++++ Data to use ++++

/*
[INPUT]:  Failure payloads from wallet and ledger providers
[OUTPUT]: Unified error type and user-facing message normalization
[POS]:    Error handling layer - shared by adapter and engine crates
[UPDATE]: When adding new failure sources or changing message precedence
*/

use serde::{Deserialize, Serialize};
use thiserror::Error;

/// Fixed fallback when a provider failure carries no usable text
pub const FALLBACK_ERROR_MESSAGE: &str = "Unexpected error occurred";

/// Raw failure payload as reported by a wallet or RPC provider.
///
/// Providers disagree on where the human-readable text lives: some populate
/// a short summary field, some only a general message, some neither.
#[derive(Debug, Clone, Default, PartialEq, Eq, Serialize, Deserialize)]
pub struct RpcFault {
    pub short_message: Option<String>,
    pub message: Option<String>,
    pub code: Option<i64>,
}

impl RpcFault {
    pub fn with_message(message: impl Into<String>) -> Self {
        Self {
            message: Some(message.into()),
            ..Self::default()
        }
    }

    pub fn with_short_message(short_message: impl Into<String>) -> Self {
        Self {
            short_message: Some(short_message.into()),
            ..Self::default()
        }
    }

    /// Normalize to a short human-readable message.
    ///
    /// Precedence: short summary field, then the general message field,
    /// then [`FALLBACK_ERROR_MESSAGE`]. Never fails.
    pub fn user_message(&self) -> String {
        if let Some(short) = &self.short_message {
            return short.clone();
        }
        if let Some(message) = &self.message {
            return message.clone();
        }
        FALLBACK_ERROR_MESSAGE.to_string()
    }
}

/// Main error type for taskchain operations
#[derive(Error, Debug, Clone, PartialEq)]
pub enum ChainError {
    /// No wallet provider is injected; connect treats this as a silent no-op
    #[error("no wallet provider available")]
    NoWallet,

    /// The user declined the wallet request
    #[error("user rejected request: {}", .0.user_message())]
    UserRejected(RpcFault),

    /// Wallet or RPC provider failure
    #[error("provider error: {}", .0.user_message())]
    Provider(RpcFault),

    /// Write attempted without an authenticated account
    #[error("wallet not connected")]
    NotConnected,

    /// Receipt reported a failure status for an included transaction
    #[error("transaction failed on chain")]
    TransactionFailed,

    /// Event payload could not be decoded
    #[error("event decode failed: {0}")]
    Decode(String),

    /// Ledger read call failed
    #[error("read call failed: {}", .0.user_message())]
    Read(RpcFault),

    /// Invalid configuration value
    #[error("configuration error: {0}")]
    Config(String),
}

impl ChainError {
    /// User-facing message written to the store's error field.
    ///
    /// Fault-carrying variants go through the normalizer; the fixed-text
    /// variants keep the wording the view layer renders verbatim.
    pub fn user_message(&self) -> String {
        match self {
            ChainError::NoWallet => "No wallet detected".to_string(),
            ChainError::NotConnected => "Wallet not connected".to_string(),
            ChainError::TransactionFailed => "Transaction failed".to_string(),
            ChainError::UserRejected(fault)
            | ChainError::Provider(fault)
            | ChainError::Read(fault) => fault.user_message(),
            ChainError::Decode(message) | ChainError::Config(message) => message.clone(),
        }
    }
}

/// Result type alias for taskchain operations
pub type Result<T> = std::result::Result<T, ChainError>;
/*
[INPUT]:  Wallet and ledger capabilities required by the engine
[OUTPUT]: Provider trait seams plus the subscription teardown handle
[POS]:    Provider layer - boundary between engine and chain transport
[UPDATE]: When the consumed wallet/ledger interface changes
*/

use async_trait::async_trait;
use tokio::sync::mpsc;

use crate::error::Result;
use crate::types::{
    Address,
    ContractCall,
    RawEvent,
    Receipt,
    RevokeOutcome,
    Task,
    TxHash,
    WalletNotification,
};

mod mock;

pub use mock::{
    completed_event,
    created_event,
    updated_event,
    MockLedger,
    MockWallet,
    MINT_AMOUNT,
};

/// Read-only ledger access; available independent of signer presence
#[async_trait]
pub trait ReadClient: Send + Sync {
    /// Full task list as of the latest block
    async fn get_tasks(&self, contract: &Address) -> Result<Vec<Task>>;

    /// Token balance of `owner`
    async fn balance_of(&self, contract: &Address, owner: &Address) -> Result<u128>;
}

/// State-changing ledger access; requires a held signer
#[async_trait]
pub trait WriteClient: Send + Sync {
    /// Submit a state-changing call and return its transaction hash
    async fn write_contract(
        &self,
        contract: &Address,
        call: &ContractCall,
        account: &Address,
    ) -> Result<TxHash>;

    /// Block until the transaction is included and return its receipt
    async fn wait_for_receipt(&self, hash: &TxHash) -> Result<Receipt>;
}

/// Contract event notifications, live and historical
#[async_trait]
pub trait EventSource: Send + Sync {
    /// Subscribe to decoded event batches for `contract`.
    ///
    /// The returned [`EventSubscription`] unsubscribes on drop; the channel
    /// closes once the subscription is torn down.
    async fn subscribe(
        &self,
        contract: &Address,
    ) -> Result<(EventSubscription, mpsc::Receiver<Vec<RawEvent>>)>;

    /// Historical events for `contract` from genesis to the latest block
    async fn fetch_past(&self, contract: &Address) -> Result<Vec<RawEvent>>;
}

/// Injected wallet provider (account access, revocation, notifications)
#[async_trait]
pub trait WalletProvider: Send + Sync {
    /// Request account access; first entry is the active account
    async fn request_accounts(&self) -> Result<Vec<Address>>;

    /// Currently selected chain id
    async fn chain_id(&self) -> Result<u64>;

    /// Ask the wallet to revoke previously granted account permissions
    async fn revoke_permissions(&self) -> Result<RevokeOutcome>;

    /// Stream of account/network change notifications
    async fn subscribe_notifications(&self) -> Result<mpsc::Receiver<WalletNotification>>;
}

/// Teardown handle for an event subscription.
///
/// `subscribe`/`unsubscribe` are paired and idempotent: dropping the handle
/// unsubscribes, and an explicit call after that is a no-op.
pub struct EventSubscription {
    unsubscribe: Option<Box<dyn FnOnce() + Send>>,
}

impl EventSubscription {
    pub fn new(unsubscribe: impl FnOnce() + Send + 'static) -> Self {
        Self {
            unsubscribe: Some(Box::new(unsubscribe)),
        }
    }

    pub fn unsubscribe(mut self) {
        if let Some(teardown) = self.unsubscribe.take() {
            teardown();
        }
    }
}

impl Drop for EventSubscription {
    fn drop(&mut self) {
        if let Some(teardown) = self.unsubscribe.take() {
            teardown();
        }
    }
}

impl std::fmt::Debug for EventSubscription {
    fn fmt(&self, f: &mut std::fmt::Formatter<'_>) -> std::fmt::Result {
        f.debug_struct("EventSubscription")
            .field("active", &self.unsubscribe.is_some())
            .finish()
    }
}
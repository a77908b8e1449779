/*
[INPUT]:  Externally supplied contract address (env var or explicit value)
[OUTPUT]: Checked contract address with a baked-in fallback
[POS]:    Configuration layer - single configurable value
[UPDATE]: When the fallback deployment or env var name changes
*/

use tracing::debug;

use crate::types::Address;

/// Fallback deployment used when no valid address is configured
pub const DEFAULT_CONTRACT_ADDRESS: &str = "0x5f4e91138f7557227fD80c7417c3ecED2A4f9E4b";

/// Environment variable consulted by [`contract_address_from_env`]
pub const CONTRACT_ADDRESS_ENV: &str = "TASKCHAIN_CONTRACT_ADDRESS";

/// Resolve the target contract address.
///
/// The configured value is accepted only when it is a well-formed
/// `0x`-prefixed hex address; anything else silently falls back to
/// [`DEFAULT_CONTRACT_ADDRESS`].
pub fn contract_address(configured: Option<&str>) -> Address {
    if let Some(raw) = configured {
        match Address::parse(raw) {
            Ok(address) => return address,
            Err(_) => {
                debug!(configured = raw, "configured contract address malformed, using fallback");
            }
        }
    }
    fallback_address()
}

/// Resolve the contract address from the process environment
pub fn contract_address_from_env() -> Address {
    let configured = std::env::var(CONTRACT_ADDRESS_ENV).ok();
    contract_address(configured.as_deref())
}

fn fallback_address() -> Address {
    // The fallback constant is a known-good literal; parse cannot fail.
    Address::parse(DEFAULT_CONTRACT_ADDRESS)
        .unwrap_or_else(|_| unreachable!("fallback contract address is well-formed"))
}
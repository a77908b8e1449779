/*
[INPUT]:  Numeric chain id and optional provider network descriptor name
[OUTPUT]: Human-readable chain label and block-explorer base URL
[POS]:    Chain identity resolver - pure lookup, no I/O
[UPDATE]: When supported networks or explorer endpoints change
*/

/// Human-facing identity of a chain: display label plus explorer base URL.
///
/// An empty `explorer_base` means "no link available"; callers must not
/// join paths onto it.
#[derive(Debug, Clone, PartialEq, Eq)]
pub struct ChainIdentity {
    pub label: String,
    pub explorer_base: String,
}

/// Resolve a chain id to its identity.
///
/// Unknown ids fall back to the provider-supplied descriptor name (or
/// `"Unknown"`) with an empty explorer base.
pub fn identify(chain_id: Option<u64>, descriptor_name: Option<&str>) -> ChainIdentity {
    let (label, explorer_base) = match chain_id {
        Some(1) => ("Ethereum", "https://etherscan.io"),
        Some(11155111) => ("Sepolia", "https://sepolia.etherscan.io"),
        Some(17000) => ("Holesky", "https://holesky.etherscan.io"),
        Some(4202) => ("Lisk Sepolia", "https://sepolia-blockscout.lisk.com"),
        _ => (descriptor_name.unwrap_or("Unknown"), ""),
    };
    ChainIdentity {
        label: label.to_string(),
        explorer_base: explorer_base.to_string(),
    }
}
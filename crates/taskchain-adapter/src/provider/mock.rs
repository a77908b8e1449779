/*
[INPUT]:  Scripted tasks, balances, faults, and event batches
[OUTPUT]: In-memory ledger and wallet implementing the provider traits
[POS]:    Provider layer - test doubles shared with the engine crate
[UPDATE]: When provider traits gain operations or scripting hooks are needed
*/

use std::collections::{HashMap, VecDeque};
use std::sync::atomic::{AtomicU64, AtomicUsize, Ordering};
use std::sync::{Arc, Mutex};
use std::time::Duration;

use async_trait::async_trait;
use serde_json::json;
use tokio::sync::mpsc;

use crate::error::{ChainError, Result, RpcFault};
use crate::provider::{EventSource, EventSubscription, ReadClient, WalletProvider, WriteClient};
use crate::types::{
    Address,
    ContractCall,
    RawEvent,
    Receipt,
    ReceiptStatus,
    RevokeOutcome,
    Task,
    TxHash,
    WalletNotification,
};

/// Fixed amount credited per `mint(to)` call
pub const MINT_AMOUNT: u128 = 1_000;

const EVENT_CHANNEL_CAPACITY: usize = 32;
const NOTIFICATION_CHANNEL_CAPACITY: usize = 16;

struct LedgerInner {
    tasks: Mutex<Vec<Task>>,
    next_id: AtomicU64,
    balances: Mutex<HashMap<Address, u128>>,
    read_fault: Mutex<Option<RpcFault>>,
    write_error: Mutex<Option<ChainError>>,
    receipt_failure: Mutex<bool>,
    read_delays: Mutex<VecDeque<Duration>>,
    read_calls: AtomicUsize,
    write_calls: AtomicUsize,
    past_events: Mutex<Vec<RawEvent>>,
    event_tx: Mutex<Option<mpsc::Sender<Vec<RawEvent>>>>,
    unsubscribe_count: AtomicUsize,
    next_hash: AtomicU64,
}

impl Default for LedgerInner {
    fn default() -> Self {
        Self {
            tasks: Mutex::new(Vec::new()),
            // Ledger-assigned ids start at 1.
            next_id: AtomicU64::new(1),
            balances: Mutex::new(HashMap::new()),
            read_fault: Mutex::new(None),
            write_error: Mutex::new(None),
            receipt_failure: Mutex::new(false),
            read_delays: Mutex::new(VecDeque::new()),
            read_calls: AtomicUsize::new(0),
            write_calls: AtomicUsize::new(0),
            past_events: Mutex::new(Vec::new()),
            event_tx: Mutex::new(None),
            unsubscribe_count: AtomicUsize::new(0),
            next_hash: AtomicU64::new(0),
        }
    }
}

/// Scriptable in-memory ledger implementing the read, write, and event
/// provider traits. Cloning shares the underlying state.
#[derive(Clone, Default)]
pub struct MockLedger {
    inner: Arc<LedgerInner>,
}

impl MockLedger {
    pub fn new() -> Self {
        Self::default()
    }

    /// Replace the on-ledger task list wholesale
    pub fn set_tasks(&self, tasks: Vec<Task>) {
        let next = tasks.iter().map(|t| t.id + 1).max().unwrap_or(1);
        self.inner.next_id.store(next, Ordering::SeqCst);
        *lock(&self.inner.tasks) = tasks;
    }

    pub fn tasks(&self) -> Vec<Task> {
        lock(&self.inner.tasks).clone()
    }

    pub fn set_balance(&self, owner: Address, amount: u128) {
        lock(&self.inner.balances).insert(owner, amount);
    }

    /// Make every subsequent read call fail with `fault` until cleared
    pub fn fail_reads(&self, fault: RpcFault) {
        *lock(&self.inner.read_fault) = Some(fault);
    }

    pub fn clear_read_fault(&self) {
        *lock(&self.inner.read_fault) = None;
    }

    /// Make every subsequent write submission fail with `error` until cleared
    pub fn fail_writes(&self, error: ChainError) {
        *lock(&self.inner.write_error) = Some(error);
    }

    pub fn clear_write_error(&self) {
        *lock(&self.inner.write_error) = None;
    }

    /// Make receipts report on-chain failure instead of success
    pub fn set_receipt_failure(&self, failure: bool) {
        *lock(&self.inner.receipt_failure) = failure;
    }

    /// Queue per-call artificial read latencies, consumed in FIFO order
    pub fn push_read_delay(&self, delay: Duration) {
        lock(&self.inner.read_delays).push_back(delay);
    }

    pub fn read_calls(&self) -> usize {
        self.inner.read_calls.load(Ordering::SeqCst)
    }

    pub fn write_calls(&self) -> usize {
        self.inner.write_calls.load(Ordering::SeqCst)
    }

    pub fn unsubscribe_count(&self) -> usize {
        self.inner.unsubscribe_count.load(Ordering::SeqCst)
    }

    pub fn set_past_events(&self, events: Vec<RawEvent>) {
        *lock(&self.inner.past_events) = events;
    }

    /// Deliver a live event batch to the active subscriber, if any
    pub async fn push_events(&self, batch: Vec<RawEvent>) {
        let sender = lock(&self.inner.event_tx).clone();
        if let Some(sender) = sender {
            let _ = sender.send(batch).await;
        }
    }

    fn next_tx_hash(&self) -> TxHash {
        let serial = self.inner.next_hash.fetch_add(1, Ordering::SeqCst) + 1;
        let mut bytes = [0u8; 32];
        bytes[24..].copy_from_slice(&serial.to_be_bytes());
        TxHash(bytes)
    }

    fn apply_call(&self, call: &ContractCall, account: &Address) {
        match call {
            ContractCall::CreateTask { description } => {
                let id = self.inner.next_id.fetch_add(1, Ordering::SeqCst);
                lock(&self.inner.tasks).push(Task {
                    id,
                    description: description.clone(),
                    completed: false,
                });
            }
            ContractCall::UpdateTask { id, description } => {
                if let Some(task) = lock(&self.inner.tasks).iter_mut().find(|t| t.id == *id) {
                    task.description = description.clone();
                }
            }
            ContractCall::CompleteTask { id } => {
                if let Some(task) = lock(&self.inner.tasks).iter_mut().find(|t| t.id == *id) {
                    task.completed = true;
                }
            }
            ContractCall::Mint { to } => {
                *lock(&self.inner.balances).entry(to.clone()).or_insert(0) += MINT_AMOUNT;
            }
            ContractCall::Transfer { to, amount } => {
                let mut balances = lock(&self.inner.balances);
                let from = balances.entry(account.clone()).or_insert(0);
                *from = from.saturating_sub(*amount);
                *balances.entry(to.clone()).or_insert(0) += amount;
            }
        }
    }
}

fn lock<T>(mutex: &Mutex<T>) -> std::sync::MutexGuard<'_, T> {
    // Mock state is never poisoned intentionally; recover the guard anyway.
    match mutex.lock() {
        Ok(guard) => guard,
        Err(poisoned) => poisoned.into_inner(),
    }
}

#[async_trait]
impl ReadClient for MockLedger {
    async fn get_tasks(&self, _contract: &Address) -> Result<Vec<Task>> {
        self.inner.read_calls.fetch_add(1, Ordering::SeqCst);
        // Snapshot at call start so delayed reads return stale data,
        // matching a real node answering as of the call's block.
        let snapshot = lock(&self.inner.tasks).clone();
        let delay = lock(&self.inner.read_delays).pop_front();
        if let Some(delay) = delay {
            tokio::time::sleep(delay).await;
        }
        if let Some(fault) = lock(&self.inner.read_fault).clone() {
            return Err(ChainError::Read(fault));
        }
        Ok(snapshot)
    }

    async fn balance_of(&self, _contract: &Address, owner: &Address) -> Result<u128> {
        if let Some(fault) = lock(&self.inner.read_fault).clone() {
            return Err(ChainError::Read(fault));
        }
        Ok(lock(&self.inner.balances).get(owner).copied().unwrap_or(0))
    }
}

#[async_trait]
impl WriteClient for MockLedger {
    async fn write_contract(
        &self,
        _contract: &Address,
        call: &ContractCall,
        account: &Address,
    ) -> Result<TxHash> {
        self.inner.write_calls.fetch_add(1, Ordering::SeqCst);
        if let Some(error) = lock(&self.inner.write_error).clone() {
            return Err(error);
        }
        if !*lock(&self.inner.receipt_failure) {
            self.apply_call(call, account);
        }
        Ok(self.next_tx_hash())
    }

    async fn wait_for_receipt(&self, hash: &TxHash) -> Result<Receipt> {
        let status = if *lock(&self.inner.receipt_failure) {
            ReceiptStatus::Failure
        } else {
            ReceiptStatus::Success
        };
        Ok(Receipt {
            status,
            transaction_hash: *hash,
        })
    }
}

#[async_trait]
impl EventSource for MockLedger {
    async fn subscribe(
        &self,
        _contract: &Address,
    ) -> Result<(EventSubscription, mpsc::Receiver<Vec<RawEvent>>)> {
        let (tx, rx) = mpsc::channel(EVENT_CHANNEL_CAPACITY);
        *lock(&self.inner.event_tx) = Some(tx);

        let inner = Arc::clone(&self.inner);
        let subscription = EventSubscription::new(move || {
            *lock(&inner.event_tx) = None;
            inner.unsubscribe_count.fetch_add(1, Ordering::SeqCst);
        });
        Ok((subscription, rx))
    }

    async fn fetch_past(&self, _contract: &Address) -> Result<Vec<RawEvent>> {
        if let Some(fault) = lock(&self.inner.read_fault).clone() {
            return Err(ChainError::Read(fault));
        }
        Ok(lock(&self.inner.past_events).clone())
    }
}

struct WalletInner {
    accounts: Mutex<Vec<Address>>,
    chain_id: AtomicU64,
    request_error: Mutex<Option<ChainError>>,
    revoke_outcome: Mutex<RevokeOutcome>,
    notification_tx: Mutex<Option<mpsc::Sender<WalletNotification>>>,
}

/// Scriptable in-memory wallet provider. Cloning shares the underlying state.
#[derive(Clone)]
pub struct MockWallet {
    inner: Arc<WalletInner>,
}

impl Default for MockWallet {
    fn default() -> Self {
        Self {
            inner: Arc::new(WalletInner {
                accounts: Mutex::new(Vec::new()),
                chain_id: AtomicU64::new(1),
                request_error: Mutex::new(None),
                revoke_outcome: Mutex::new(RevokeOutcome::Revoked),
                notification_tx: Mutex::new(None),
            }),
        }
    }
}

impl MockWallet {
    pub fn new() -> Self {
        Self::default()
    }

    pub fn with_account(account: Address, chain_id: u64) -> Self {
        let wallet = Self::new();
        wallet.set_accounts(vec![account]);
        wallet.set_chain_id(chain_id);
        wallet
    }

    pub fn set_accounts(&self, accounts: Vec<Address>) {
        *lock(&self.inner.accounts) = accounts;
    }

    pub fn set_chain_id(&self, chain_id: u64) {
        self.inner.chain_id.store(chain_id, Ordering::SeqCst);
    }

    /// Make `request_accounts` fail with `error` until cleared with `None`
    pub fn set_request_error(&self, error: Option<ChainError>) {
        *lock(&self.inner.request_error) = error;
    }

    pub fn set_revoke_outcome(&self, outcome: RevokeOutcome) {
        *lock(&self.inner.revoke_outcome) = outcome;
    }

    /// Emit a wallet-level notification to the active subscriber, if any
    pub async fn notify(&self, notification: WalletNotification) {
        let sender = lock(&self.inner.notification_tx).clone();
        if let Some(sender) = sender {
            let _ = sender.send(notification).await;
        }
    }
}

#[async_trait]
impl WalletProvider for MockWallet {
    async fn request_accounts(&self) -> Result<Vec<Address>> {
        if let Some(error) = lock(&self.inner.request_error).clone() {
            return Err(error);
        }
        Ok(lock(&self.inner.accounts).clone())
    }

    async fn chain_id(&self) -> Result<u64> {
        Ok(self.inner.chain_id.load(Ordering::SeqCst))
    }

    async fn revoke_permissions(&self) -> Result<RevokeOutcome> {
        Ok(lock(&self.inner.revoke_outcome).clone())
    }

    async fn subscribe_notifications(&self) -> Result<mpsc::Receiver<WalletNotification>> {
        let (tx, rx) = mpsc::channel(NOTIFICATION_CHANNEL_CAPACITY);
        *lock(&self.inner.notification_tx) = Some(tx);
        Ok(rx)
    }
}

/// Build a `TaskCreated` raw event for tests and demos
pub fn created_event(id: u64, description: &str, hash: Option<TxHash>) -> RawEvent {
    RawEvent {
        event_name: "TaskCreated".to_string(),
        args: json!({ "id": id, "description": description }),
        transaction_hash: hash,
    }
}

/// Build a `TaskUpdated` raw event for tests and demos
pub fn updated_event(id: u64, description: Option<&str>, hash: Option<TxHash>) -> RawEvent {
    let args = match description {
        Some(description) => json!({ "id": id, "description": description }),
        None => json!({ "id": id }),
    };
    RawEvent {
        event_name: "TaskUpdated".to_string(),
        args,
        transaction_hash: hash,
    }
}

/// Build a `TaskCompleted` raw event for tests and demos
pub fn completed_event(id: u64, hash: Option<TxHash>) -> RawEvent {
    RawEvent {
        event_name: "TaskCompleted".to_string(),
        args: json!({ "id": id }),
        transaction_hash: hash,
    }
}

++++

▶ **Problem to solve**
Scan the records above and report how many lines include the word "LedgerInner", without any other text.

▶ **Answer to this exercise**
3